Measles-infected person exposed 'undetermined' number of people at huge Kentucky spiritual revival
A person with measles recently attended a large spiritual revival in Kentucky, exposing an "undetermined" number of attendees out of the tens of thousands at the event, the Centers for Disease Control and Prevention (CDC) warned on March 3.
The infected individual, who was unvaccinated, had traveled internationally prior to attending the gathering at Asbury University in Wilmore, Kentucky on Feb. 17 and Feb. 18, according to the CDC health advisory.
The event, called the "Asbury revival" or "outpouring," was a continuous, two-week-long prayer service that began spontaneously on Feb. 8 and drew thousands of participants to the university's Hughes Auditorium before ending on Feb. 19, Inside Higher Ed reported. An estimated 20,000 people from the U.S. and other countries attended the gathering on Feb. 17 and Feb. 18, when the person with measles also attended, the CDC reported.

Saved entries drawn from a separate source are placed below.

//! Deferred graph edits
//!
//! The analysis never mutates the graph while it runs. Every decision is
//! recorded as an [`Effect`] in an [`EffectList`]; speculative loop attempts
//! take a [`Checkpoint`] and [`EffectList::backtrack`] to it when the attempt
//! is discarded. The list is applied once, in order, after the traversal.

use crate::ir::{Graph, GraphError, Inputs, Node, NodeId, NodeKind, Position, TypeRef, ValueKind, VirtualObjectId};
use fxhash::FxHashSet;
use log::trace;
use std::fmt;

/// One recorded graph edit
#[derive(Debug, Clone, PartialEq, Eq)]
pub enum Effect {
    /// Create a floating node under a preallocated id. Phis are also
    /// registered with their block.
    AddFloatingNode {
        node: NodeId,
        kind: NodeKind,
        inputs: Inputs,
        stamp: ValueKind,
    },

    /// Unschedule a fixed node; it becomes obsolete
    DeleteNode { node: NodeId },

    /// Replace the first input of `node` equal to `old`
    ReplaceInput {
        node: NodeId,
        old: NodeId,
        new: NodeId,
    },

    /// Redirect every user of `node` to `replacement`
    ReplaceAtUsages { node: NodeId, replacement: NodeId },

    AddPhiInput { phi: NodeId, value: NodeId },

    SetPhiInput {
        phi: NodeId,
        index: usize,
        value: NodeId,
    },

    /// Allocate a virtual object for real at `position`
    AddMaterialization {
        node: NodeId,
        object: VirtualObjectId,
        ty: TypeRef,
        lock_count: u32,
        position: Position,
        values: Vec<NodeId>,
    },

    /// Store `value` into field `index` of the materialized `object`,
    /// closing a cycle between materializations
    PatchField {
        node: NodeId,
        object: NodeId,
        index: usize,
        value: NodeId,
        position: Position,
    },

    /// Drop a monitor operation on a virtual object
    EliminateMonitor { node: NodeId },

    /// Attach an object description to a snapshot, replacing an earlier
    /// description of the same object
    AddVirtualMapping {
        state: NodeId,
        mapping: NodeId,
        kind: NodeKind,
        inputs: Inputs,
    },
}

impl Effect {
    fn apply(&self, graph: &mut Graph, obsolete: &mut Vec<NodeId>) -> Result<(), GraphError> {
        match self {
            Effect::AddFloatingNode {
                node,
                kind,
                inputs,
                stamp,
            } => {
                graph.insert_node_with_id(*node, Node::new(kind.clone(), inputs.clone(), *stamp))?;
                if matches!(kind, NodeKind::Phi { .. }) {
                    graph.attach_phi(*node)?;
                }
            }
            Effect::DeleteNode { node } | Effect::EliminateMonitor { node } => {
                graph.unschedule(*node)?;
                obsolete.push(*node);
            }
            Effect::ReplaceInput { node, old, new } => {
                if !graph.replace_first_input(*node, *old, *new)? {
                    trace!("{} no longer uses {}", node, old);
                }
            }
            Effect::ReplaceAtUsages { node, replacement } => {
                graph.replace_at_usages(*node, *replacement);
            }
            Effect::AddPhiInput { phi, value } => graph.add_phi_input(*phi, *value)?,
            Effect::SetPhiInput { phi, index, value } => graph.set_phi_input(*phi, *index, *value)?,
            Effect::AddMaterialization {
                node,
                object,
                ty,
                lock_count,
                position,
                values,
            } => {
                let kind = NodeKind::Materialize {
                    object: *object,
                    ty: *ty,
                    lock_count: *lock_count,
                };
                graph.insert_node_with_id(
                    *node,
                    Node::new(kind, values.iter().copied().collect(), ValueKind::Object),
                )?;
                graph.schedule_at(*position, *node)?;
            }
            Effect::PatchField {
                node,
                object,
                index,
                value,
                position,
            } => {
                let inputs: Inputs = [*object, *value].into_iter().collect();
                graph.insert_node_with_id(
                    *node,
                    Node::new(NodeKind::PatchField { index: *index }, inputs, ValueKind::Void),
                )?;
                graph.schedule_at(*position, *node)?;
            }
            Effect::AddVirtualMapping {
                state,
                mapping,
                kind,
                inputs,
            } => {
                graph.insert_node_with_id(
                    *mapping,
                    Node::new(kind.clone(), inputs.clone(), ValueKind::Void),
                )?;
                graph.add_virtual_mapping(*state, *mapping)?;
            }
        }
        Ok(())
    }
}

fn write_ids(f: &mut fmt::Formatter<'_>, ids: &[NodeId]) -> fmt::Result {
    for (i, id) in ids.iter().enumerate() {
        if i > 0 {
            write!(f, ", ")?;
        }
        write!(f, "{}", id)?;
    }
    Ok(())
}

impl fmt::Display for Effect {
    fn fmt(&self, f: &mut fmt::Formatter<'_>) -> fmt::Result {
        match self {
            Effect::AddFloatingNode {
                node, kind, inputs, ..
            } => {
                write!(f, "add {} = {} [", node, kind)?;
                write_ids(f, inputs)?;
                write!(f, "]")
            }
            Effect::DeleteNode { node } => write!(f, "delete {}", node),
            Effect::ReplaceInput { node, old, new } => {
                write!(f, "replace input {} of {} with {}", old, node, new)
            }
            Effect::ReplaceAtUsages { node, replacement } => {
                write!(f, "replace usages of {} with {}", node, replacement)
            }
            Effect::AddPhiInput { phi, value } => write!(f, "add input {} to {}", value, phi),
            Effect::SetPhiInput { phi, index, value } => {
                write!(f, "set input {} of {} to {}", index, phi, value)
            }
            Effect::AddMaterialization {
                node,
                object,
                position,
                values,
                ..
            } => {
                write!(f, "materialize {} as {} {} [", object, node, position)?;
                write_ids(f, values)?;
                write!(f, "]")
            }
            Effect::PatchField {
                object,
                index,
                value,
                position,
                ..
            } => write!(f, "patch {}.{} = {} {}", object, index, value, position),
            Effect::EliminateMonitor { node } => write!(f, "eliminate monitor {}", node),
            Effect::AddVirtualMapping { state, mapping, .. } => {
                write!(f, "add mapping {} to {}", mapping, state)
            }
        }
    }
}

/// Position in an [`EffectList`] to backtrack to
#[derive(Debug, Clone, Copy, PartialEq, Eq)]
pub struct Checkpoint(usize);

/// Ordered log of deferred graph edits, each tagged with the loop nesting
/// level it was recorded at
#[derive(Debug, Clone, Default, PartialEq, Eq)]
pub struct EffectList {
    entries: Vec<(u32, Effect)>,
    level: u32,
}

impl EffectList {
    pub fn new() -> Self {
        Self::default()
    }

    pub fn add(&mut self, effect: Effect) {
        self.entries.push((self.level, effect));
    }

    pub fn add_floating_node(&mut self, node: NodeId, kind: NodeKind, inputs: Inputs, stamp: ValueKind) {
        self.add(Effect::AddFloatingNode {
            node,
            kind,
            inputs,
            stamp,
        });
    }

    pub fn delete_node(&mut self, node: NodeId) {
        self.add(Effect::DeleteNode { node });
    }

    pub fn replace_input(&mut self, node: NodeId, old: NodeId, new: NodeId) {
        self.add(Effect::ReplaceInput { node, old, new });
    }

    pub fn replace_at_usages(&mut self, node: NodeId, replacement: NodeId) {
        self.add(Effect::ReplaceAtUsages { node, replacement });
    }

    pub fn add_phi_input(&mut self, phi: NodeId, value: NodeId) {
        self.add(Effect::AddPhiInput { phi, value });
    }

    pub fn set_phi_input(&mut self, phi: NodeId, index: usize, value: NodeId) {
        self.add(Effect::SetPhiInput { phi, index, value });
    }

    pub fn eliminate_monitor(&mut self, node: NodeId) {
        self.add(Effect::EliminateMonitor { node });
    }

    pub fn checkpoint(&self) -> Checkpoint {
        Checkpoint(self.entries.len())
    }

    /// Drop every entry recorded after `checkpoint`.
    pub fn backtrack(&mut self, checkpoint: Checkpoint) {
        self.entries.truncate(checkpoint.0);
    }

    pub fn inc_level(&mut self) {
        self.level += 1;
    }

    pub fn dec_level(&mut self) {
        self.level = self.level.saturating_sub(1);
    }

    pub fn level(&self) -> u32 {
        self.level
    }

    /// Move the entries of `other` to the end of this list.
    pub fn append(&mut self, other: EffectList) {
        self.entries.extend(other.entries);
    }

    /// Drop `phis` and their inputs. They must have been recorded after
    /// every checkpoint that is still live, since entries shift.
    pub fn discard_phis(&mut self, phis: &FxHashSet<NodeId>) {
        self.entries.retain(|(_, effect)| match effect {
            Effect::AddFloatingNode { node, .. } => !phis.contains(node),
            Effect::AddPhiInput { phi, .. } | Effect::SetPhiInput { phi, .. } => !phis.contains(phi),
            _ => true,
        });
    }

    pub fn len(&self) -> usize {
        self.entries.len()
    }

    pub fn is_empty(&self) -> bool {
        self.entries.is_empty()
    }

    pub fn iter(&self) -> impl Iterator<Item = &Effect> {
        self.entries.iter().map(|(_, effect)| effect)
    }

    /// Entries together with their nesting level.
    pub fn entries(&self) -> &[(u32, Effect)] {
        &self.entries
    }

    /// Log the list at trace level, indented by nesting level.
    pub fn trace(&self) {
        for (level, effect) in &self.entries {
            trace!("{:indent$}{}", "", effect, indent = *level as usize * 2);
        }
    }

    /// Perform the recorded edits in order. Returns the nodes that became
    /// obsolete, for dead-code elimination.
    pub fn apply(&self, graph: &mut Graph) -> Result<Vec<NodeId>, GraphError> {
        let mut obsolete = Vec::new();
        for (_, effect) in &self.entries {
            effect.apply(graph, &mut obsolete)?;
        }
        Ok(obsolete)
    }
}

#[cfg(test)]
mod tests {
    use super::*;
    use crate::ir::{Constant, GraphBuilder};
    use smallvec::smallvec;

    #[test]
    fn test_backtrack_restores_list() {
        let mut effects = EffectList::new();
        effects.delete_node(NodeId::new(1));
        let before = effects.clone();

        let checkpoint = effects.checkpoint();
        effects.inc_level();
        effects.replace_input(NodeId::new(2), NodeId::new(3), NodeId::new(4));
        effects.add_phi_input(NodeId::new(5), NodeId::new(6));
        effects.eliminate_monitor(NodeId::new(7));
        effects.dec_level();
        effects.backtrack(checkpoint);

        assert_eq!(effects, before);
    }

    #[test]
    fn test_discard_phis_keeps_other_entries() {
        let block = crate::ir::BlockId::new(1);
        let mut effects = EffectList::new();
        effects.delete_node(NodeId::new(1));
        let (kept, dropped) = (NodeId::new(10), NodeId::new(11));
        for phi in [kept, dropped] {
            effects.add_floating_node(phi, NodeKind::Phi { block }, smallvec![], ValueKind::Int);
            effects.add_phi_input(phi, NodeId::new(2));
        }
        effects.set_phi_input(dropped, 0, NodeId::new(3));

        effects.discard_phis(&FxHashSet::from_iter([dropped]));

        assert_eq!(effects.len(), 3);
        let mut expected = EffectList::new();
        expected.delete_node(NodeId::new(1));
        expected.add_floating_node(kept, NodeKind::Phi { block }, smallvec![], ValueKind::Int);
        expected.add_phi_input(kept, NodeId::new(2));
        assert_eq!(effects, expected);
    }

    #[test]
    fn test_levels_and_append() {
        let mut effects = EffectList::new();
        effects.inc_level();
        let mut success = EffectList::new();
        success.inc_level();
        success.inc_level();
        success.delete_node(NodeId::new(1));

        effects.delete_node(NodeId::new(2));
        effects.append(success);

        let levels: Vec<u32> = effects.entries().iter().map(|(l, _)| *l).collect();
        assert_eq!(levels, vec![1, 2]);
        assert_eq!(effects.len(), 2);
    }

    #[test]
    fn test_apply_materialization_and_delete() {
        let mut b = GraphBuilder::new();
        let point = b.add_class("Point", None, &[("x", ValueKind::Int)]);
        let alloc = b.build_new_instance(point).unwrap();
        let call = b.build_invoke("escape", &[alloc], ValueKind::Void).unwrap();
        let mut graph = b.finish();

        let one = NodeId::new(graph.next_node_id());
        let materialized = NodeId::new(graph.next_node_id() + 1);
        let mut effects = EffectList::new();
        effects.add_floating_node(
            one,
            NodeKind::Constant(Constant::Int(1)),
            smallvec![],
            ValueKind::Int,
        );
        effects.add(Effect::AddMaterialization {
            node: materialized,
            object: VirtualObjectId::new(0),
            ty: TypeRef::Class(point),
            lock_count: 0,
            position: Position::Before(call),
            values: vec![one],
        });
        effects.replace_input(call, alloc, materialized);
        effects.delete_node(alloc);

        let obsolete = effects.apply(&mut graph).unwrap();
        assert_eq!(obsolete, vec![alloc]);

        let entry = graph.block(graph.entry()).unwrap();
        let position = entry.nodes.iter().position(|n| *n == materialized).unwrap();
        assert_eq!(entry.nodes[position + 1], call);
        assert!(!entry.nodes.contains(&alloc));
        assert_eq!(graph.node(call).unwrap().inputs.as_slice(), &[materialized]);
        assert_eq!(graph.node(materialized).unwrap().inputs.as_slice(), &[one]);
    }
}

"If you attended the Asbury University gathering on February 17 or 18 and you are unvaccinated or not fully vaccinated against measles, you should quarantine for 21 days after your last exposure and monitor yourself for symptoms of measles so that you do not spread measles to others," the CDC advised. "If you attended the gathering and are not up to date on your measles vaccinations, talk to your healthcare provider right away about getting vaccinated after completing your quarantine."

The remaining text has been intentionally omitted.